At this week’s RNC, this situation is -of course- very different. The DNC pushes the GOP into the role of the party of law and order, and they’re all too willing to take up that role. But I was wondering about something else, or “bigger”, this morning. That is, Joe Biden et al are very light on policies, because in their view their most important issue is to get people to vote *against* Donald Trump, rather than *for* Biden.
And I’m thinking maybe that’s starting to boomerang, to blow up in their faces, whether perhaps people are beginning to lean towards NOT voting for Joe Biden, instead of NOT voting for Donald Trump, “at any cost”. In that context, it appears telling that according to a new Reuters/Ipsos poll, Biden saw no “convention poll bounce” in his numbers after the DNC, while ironically, Trump did.
Whereas according to a Zogby Analytics poll, Trump’s job approval numbers are now at record high levels. And I know polls -and pollsters- can be biased, and so can the press quoting them, but to see three in a row, Reuters/Ipsos, Rasmussen, Zogby, all reporting similar movement, may still be significant.
Buoyed by blacks and independent voters, as well as urban dwellers shocked by the Black Lives Matter protest violence raging in some cities, President Trump’s approval rating has hit a new high, according to a survey heavy with minority voters. The latest Zogby Analytics poll just shared with Secrets had Trump’s approval at 52%. “The president has recorded his best job approval rating on record,” said pollster Jonathan Zogby.
What’s more, his approval rating among minorities was solid and, in the case of African Americans, shockingly high. Zogby said 36% of blacks approve of the president, as do 37% of Hispanics and 35% of Asians. Approval among independent voters is also up, to 44%. And “intriguingly,” said Zogby, 23% of Democrats approve of Trump.
It was the latest to show that Trump’s approval went up during the Democratic National Convention. Rasmussen Reports had it at 51% at the end of the convention. In a shock from past election years, Joe Biden got no convention poll bounce, according to a newly released Reuters/Ipsos poll. [..] Zogby, in his analysis, took a stab at the reasoning. First, he said, his and other polls are confirming that the nation is nearly evenly divided politically and that despite some showing a big Biden lead, the race is extremely close.
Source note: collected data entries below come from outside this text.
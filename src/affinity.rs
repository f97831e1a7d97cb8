//! Affinity propagation clustering
//!
//! Damped responsibility/availability message passing over a negative
//! squared-Euclidean similarity matrix. Deterministic: the only tunable the
//! ensemble sweeps is the damping factor.

use crate::distance::squared_euclidean;
use crate::error::{Error, Result};
use crate::utils::validate_data;
use ndarray::{Array1, Array2, ArrayView2};
use serde::{Deserialize, Serialize};

/// Affinity propagation clusterer
#[derive(Debug, Clone, Serialize, Deserialize)]
pub struct AffinityPropagation {
    /// Damping factor in [0.5, 1)
    pub damping: f64,
    /// Maximum number of message-passing iterations
    pub max_iter: usize,
    /// Iterations the exemplar set must stay unchanged to declare convergence
    pub convergence_iter: usize,
    /// Self-similarity; defaults to the median pairwise similarity
    pub preference: Option<f64>,
}

/// Result of an affinity propagation fit
#[derive(Debug, Clone)]
pub struct AffinityPropagationResult {
    /// Cluster labels, densely numbered by exemplar order
    pub labels: Array1<usize>,
    /// Row indices of the chosen exemplars
    pub exemplars: Vec<usize>,
    /// Number of iterations run
    pub n_iter: usize,
    /// Whether the exemplar set stabilized before max_iter
    pub converged: bool,
}

impl Default for AffinityPropagation {
    fn default() -> Self {
        Self {
            damping: 0.5,
            max_iter: 200,
            convergence_iter: 15,
            preference: None,
        }
    }
}

impl AffinityPropagation {
    /// Create a clusterer with the given damping factor
    pub fn new(damping: f64) -> Self {
        Self {
            damping,
            ..Default::default()
        }
    }

    /// Set the maximum number of iterations
    pub fn max_iter(mut self, max_iter: usize) -> Self {
        self.max_iter = max_iter;
        self
    }

    /// Set the number of stable iterations required for convergence
    pub fn convergence_iter(mut self, convergence_iter: usize) -> Self {
        self.convergence_iter = convergence_iter;
        self
    }

    /// Set an explicit preference (self-similarity)
    pub fn preference(mut self, preference: f64) -> Self {
        self.preference = Some(preference);
        self
    }

    /// Fit the clusterer and return exemplars plus labels
    pub fn fit(&self, data: ArrayView2<f64>) -> Result<AffinityPropagationResult> {
        self.validate_input(data)?;

        let n = data.nrows();
        let similarity = self.similarity_matrix(data)?;

        let mut responsibility = Array2::<f64>::zeros((n, n));
        let mut availability = Array2::<f64>::zeros((n, n));

        let mut previous_exemplars: Vec<usize> = Vec::new();
        let mut stable_for = 0;
        let mut n_iter = 0;
        let mut converged = false;

        for iter in 0..self.max_iter {
            n_iter = iter + 1;

            // Responsibility update
            for i in 0..n {
                let mut max1 = f64::NEG_INFINITY;
                let mut max2 = f64::NEG_INFINITY;
                let mut argmax1 = 0;
                for k in 0..n {
                    let v = availability[[i, k]] + similarity[[i, k]];
                    if v > max1 {
                        max2 = max1;
                        max1 = v;
                        argmax1 = k;
                    } else if v > max2 {
                        max2 = v;
                    }
                }
                for k in 0..n {
                    let competitor = if k == argmax1 { max2 } else { max1 };
                    let rho = similarity[[i, k]] - competitor;
                    responsibility[[i, k]] =
                        self.damping * responsibility[[i, k]] + (1.0 - self.damping) * rho;
                }
            }

            // Availability update
            for k in 0..n {
                let mut positive_sum = 0.0;
                for i in 0..n {
                    if i != k {
                        positive_sum += responsibility[[i, k]].max(0.0);
                    }
                }
                for i in 0..n {
                    let alpha = if i == k {
                        positive_sum
                    } else {
                        let without_i = positive_sum - responsibility[[i, k]].max(0.0);
                        (responsibility[[k, k]] + without_i).min(0.0)
                    };
                    availability[[i, k]] =
                        self.damping * availability[[i, k]] + (1.0 - self.damping) * alpha;
                }
            }

            let exemplars: Vec<usize> = (0..n)
                .filter(|&k| responsibility[[k, k]] + availability[[k, k]] > 0.0)
                .collect();

            if !exemplars.is_empty() && exemplars == previous_exemplars {
                stable_for += 1;
                if stable_for >= self.convergence_iter {
                    converged = true;
                    break;
                }
            } else {
                stable_for = 0;
                previous_exemplars = exemplars;
            }
        }

        if previous_exemplars.is_empty() {
            return Err(Error::computation(
                "Affinity propagation produced no exemplars",
            ));
        }

        let labels = assign_to_exemplars(&similarity, &previous_exemplars);

        Ok(AffinityPropagationResult {
            labels,
            exemplars: previous_exemplars,
            n_iter,
            converged,
        })
    }

    /// Fit the model and return only the cluster labels
    pub fn fit_predict(&self, data: ArrayView2<f64>) -> Result<Array1<usize>> {
        let result = self.fit(data)?;
        Ok(result.labels)
    }

    /// Negative squared-Euclidean similarities with preference on the diagonal
    fn similarity_matrix(&self, data: ArrayView2<f64>) -> Result<Array2<f64>> {
        let n = data.nrows();
        let mut similarity = Array2::zeros((n, n));
        let mut off_diagonal = Vec::with_capacity(n * (n - 1) / 2);

        for i in 0..n {
            for j in (i + 1)..n {
                let s = -squared_euclidean(data.row(i), data.row(j))?;
                similarity[[i, j]] = s;
                similarity[[j, i]] = s;
                off_diagonal.push(s);
            }
        }

        let preference = match self.preference {
            Some(p) => p,
            None => median(&mut off_diagonal),
        };
        for i in 0..n {
            similarity[[i, i]] = preference;
        }

        Ok(similarity)
    }

    fn validate_input(&self, data: ArrayView2<f64>) -> Result<()> {
        validate_data(data)?;

        if !(0.5..1.0).contains(&self.damping) {
            return Err(Error::invalid_parameter("damping must lie in [0.5, 1)"));
        }
        if self.max_iter == 0 {
            return Err(Error::invalid_parameter("max_iter must be > 0"));
        }
        if self.convergence_iter == 0 {
            return Err(Error::invalid_parameter("convergence_iter must be > 0"));
        }
        if data.nrows() < 2 {
            return Err(Error::invalid_data(
                "Affinity propagation needs at least two points",
            ));
        }

        Ok(())
    }
}

/// Assign every point to its most similar exemplar, by exemplar position
fn assign_to_exemplars(similarity: &Array2<f64>, exemplars: &[usize]) -> Array1<usize> {
    let n = similarity.nrows();
    let mut labels = Array1::zeros(n);

    for i in 0..n {
        if let Some(pos) = exemplars.iter().position(|&e| e == i) {
            labels[i] = pos;
            continue;
        }
        let mut best = 0;
        let mut best_similarity = f64::NEG_INFINITY;
        for (pos, &e) in exemplars.iter().enumerate() {
            if similarity[[i, e]] > best_similarity {
                best_similarity = similarity[[i, e]];
                best = pos;
            }
        }
        labels[i] = best;
    }

    labels
}

fn median(values: &mut [f64]) -> f64 {
    if values.is_empty() {
        return 0.0;
    }
    values.sort_by(|a, b| a.partial_cmp(b).unwrap_or(std::cmp::Ordering::Equal));
    let mid = values.len() / 2;
    if values.len() % 2 == 0 {
        (values[mid - 1] + values[mid]) / 2.0
    } else {
        values[mid]
    }
}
He suggested that the battle is for the “10%-20%” who haven’t made their minds up on whom to vote for and who likely won’t make up their minds until Election Day, just like in 2016. “We are as polarized a nation, on a level not seen since the Civil War,” said Zogby. He also said that the violence playing out in cities such as Kenosha, Wisconsin, and Portland, Oregon, are pushing urban voters to Trump.
A fresh Rasmussen poll about Biden’s lead in the polls (which reached double digits not long ago), indicates that there’s not much left of that lead. That, but the way, is similar to a CNN poll a number of weeks ago. Significantly, Rasmussen suggests that: Even if Biden’s now-slim lead in the polls were to remain frozen as of today, Trump would still have a clear path to an electoral college victory.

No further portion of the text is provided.